### Work order
Find every line below where the word "integers" occurs. Then say how many there are, giving only the number.

Stored data entries
......

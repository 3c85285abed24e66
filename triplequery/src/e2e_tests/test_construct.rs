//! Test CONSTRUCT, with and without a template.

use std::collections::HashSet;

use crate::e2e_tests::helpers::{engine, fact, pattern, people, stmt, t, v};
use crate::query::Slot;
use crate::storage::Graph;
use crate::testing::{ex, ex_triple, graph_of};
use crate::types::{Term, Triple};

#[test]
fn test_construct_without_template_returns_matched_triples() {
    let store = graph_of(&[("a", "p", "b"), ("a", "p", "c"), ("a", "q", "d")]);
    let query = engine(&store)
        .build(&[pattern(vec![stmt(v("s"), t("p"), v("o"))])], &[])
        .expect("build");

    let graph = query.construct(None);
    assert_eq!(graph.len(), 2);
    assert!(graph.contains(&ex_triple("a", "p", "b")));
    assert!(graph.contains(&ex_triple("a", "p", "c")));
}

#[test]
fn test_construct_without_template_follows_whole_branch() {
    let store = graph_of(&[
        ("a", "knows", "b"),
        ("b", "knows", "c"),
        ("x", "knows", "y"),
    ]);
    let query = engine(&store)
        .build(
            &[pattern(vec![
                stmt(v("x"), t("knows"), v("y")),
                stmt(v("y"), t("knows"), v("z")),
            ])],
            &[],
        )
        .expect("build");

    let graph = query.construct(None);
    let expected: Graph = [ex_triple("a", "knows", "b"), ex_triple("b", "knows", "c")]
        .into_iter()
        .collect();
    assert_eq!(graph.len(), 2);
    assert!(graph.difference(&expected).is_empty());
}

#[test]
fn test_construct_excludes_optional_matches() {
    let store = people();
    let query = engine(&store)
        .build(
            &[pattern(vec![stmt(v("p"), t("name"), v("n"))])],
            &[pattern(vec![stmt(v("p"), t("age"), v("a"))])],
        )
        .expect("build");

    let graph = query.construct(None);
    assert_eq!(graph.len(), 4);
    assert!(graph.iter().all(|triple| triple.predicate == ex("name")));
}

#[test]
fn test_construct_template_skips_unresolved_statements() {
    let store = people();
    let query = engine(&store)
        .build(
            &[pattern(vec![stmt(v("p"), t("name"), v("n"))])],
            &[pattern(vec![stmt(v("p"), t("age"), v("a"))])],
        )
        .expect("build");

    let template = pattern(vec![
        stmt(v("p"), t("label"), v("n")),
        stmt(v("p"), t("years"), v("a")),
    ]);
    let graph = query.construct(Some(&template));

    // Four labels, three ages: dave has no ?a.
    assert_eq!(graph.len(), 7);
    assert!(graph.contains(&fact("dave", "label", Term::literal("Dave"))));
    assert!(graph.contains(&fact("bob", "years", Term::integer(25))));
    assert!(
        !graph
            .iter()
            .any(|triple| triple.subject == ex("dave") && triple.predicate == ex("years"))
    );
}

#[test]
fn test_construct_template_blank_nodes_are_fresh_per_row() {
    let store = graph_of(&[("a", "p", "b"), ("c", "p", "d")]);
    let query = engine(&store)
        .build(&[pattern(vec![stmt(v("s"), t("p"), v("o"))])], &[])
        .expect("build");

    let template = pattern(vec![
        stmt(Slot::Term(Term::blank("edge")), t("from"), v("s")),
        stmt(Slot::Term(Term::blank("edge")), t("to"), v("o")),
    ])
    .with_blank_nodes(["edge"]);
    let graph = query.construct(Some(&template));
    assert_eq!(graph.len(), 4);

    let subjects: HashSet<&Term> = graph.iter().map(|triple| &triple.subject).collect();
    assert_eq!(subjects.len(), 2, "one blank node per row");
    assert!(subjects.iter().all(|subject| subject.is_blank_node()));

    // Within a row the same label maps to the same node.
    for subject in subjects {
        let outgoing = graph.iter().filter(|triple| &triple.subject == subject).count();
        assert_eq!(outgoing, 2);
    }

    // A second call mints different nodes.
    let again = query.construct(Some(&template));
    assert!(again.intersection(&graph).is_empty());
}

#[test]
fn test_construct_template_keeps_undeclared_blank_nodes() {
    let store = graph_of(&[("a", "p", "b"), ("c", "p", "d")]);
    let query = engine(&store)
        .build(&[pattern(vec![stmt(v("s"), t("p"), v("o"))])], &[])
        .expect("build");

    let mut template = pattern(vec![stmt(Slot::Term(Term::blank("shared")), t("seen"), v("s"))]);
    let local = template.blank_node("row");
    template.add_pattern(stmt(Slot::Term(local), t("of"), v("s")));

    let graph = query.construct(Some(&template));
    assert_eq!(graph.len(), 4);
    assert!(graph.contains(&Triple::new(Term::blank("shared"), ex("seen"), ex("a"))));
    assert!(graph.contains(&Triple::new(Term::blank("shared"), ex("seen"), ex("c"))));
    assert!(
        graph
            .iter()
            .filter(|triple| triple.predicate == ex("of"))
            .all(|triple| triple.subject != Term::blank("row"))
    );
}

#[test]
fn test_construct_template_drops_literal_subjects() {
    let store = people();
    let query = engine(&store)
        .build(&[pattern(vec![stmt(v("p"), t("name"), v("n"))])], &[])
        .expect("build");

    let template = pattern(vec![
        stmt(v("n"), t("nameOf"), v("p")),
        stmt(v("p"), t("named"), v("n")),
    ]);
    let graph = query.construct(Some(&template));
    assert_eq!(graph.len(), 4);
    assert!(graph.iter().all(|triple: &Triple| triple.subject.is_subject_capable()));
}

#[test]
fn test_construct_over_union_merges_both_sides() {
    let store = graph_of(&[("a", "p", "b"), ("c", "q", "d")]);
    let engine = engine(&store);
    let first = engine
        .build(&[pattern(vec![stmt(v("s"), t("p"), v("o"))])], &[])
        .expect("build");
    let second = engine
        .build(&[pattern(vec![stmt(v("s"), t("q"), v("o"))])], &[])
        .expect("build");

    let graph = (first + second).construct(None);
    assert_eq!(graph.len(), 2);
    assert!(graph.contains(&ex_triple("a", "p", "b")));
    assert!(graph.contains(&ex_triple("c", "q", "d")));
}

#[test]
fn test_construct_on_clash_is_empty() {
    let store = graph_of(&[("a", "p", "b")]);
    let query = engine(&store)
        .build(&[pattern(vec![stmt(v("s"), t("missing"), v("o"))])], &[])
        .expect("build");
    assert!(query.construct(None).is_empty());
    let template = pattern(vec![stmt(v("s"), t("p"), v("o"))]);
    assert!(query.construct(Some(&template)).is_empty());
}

......

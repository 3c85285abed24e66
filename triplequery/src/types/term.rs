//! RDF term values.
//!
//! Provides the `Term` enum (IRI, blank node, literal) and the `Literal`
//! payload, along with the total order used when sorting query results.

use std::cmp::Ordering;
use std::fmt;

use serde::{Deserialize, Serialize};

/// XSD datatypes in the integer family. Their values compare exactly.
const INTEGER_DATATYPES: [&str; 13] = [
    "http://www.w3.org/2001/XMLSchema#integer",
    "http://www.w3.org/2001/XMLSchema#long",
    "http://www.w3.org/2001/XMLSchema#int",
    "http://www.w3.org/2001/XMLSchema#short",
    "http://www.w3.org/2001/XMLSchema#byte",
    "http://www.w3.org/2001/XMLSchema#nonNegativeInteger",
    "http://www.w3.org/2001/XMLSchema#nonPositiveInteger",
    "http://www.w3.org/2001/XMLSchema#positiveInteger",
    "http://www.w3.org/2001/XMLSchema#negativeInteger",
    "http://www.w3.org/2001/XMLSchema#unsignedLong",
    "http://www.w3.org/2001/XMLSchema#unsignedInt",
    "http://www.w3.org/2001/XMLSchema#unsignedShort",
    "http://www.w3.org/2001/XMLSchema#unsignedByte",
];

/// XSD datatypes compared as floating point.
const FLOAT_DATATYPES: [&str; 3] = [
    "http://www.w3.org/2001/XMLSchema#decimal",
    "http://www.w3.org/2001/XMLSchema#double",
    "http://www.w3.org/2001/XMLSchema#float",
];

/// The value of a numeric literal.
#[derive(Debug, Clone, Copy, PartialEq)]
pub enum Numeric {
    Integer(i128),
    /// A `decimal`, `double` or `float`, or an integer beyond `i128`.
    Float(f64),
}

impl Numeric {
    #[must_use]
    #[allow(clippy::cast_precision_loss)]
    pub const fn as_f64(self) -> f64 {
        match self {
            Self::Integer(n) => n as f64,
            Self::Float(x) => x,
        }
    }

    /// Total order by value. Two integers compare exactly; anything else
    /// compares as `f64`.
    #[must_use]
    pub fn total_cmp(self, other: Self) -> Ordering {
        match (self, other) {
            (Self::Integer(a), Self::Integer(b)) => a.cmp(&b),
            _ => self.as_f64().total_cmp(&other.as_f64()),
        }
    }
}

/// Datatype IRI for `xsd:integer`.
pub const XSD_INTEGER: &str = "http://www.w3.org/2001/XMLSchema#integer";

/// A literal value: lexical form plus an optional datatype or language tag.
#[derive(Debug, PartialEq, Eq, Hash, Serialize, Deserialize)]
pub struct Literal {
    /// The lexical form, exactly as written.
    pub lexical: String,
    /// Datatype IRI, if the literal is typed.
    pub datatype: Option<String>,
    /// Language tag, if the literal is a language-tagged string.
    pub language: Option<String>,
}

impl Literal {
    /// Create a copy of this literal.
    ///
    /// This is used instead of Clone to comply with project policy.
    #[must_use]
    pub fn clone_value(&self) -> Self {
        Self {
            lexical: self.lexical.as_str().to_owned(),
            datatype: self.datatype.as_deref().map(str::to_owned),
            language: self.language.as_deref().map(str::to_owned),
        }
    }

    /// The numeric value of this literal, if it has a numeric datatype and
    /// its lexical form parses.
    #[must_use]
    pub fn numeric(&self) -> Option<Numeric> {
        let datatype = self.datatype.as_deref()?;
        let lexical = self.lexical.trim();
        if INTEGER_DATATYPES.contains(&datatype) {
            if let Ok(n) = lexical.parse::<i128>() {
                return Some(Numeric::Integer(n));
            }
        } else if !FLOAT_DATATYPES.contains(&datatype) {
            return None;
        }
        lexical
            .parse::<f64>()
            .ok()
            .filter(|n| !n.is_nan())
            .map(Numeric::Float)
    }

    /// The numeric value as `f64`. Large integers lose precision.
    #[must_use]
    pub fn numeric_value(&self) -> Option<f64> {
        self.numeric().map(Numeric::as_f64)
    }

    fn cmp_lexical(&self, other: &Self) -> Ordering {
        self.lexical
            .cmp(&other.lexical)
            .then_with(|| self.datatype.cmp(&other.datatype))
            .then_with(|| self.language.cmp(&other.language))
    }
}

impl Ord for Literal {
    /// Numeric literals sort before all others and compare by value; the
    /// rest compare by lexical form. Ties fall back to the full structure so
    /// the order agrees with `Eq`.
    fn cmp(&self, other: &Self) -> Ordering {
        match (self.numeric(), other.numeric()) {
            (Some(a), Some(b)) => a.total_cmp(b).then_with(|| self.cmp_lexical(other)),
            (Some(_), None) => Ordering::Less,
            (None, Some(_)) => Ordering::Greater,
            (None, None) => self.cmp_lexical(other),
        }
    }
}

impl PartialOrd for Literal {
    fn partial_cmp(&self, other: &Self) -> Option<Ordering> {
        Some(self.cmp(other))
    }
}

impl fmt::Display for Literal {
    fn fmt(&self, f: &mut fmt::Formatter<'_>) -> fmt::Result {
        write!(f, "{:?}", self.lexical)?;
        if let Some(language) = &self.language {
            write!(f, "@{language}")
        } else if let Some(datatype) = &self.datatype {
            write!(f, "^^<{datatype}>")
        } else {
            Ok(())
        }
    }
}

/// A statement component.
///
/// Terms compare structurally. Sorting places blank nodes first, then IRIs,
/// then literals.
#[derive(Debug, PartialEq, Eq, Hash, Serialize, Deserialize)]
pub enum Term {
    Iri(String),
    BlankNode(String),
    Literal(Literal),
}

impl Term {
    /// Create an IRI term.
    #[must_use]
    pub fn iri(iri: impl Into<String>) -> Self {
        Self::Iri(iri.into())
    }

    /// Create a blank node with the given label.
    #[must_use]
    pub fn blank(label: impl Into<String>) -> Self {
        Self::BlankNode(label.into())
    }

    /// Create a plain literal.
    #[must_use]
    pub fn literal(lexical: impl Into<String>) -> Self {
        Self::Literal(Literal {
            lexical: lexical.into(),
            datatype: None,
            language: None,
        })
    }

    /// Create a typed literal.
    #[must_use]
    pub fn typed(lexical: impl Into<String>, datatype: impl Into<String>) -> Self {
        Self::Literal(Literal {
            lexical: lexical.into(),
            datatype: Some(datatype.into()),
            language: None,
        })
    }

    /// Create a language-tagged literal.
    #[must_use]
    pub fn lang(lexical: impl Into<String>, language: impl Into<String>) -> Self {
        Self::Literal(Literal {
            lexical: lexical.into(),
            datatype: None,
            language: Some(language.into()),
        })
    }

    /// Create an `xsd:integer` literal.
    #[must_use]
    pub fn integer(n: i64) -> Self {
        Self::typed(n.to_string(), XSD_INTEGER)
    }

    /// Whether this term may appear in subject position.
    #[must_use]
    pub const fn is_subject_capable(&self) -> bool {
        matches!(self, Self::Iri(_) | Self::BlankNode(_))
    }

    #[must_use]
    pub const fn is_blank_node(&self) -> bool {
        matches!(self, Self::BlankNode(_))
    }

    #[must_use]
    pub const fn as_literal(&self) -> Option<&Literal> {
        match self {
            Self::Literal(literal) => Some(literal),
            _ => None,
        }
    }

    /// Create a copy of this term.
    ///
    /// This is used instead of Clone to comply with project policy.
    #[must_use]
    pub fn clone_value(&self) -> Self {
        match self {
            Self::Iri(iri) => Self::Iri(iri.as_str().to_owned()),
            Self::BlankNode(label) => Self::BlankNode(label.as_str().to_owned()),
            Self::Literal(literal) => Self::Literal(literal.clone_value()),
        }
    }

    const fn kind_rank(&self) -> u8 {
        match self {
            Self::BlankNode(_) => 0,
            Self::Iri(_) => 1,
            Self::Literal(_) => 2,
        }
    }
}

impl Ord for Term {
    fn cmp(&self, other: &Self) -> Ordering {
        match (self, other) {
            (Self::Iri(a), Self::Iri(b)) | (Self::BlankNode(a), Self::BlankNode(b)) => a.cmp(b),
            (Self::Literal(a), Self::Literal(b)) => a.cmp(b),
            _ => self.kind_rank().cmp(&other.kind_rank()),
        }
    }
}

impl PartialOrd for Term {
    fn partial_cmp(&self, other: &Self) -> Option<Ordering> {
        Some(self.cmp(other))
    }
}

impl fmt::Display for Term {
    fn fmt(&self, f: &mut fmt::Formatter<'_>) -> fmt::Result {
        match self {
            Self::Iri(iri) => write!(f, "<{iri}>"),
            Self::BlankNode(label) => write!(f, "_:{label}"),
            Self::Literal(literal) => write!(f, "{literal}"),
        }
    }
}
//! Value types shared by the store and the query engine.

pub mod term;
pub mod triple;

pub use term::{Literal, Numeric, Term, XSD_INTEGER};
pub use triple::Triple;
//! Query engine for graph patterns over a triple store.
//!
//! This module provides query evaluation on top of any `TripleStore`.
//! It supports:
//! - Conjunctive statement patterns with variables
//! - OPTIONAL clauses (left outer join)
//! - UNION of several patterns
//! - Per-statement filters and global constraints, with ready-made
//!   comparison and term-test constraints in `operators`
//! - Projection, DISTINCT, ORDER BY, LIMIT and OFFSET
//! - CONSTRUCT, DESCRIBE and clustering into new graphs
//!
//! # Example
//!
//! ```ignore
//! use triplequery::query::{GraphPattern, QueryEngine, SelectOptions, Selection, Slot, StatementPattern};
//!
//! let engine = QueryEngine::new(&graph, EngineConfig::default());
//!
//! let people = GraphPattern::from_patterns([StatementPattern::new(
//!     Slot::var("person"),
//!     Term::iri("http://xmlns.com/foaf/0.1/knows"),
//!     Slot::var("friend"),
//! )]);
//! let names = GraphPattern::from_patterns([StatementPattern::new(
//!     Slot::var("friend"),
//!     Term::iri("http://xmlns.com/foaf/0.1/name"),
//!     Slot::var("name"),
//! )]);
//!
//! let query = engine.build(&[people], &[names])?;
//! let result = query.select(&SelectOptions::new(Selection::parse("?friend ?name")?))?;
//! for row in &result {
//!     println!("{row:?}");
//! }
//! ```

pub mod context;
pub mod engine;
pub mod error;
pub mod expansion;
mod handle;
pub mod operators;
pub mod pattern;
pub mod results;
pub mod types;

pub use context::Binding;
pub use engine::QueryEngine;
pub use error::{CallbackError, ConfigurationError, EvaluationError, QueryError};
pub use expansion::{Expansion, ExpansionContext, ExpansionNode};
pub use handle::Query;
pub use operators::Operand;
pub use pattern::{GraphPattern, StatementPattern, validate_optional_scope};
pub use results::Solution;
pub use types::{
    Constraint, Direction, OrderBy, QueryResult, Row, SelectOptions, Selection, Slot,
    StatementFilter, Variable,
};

......

### Solution below
2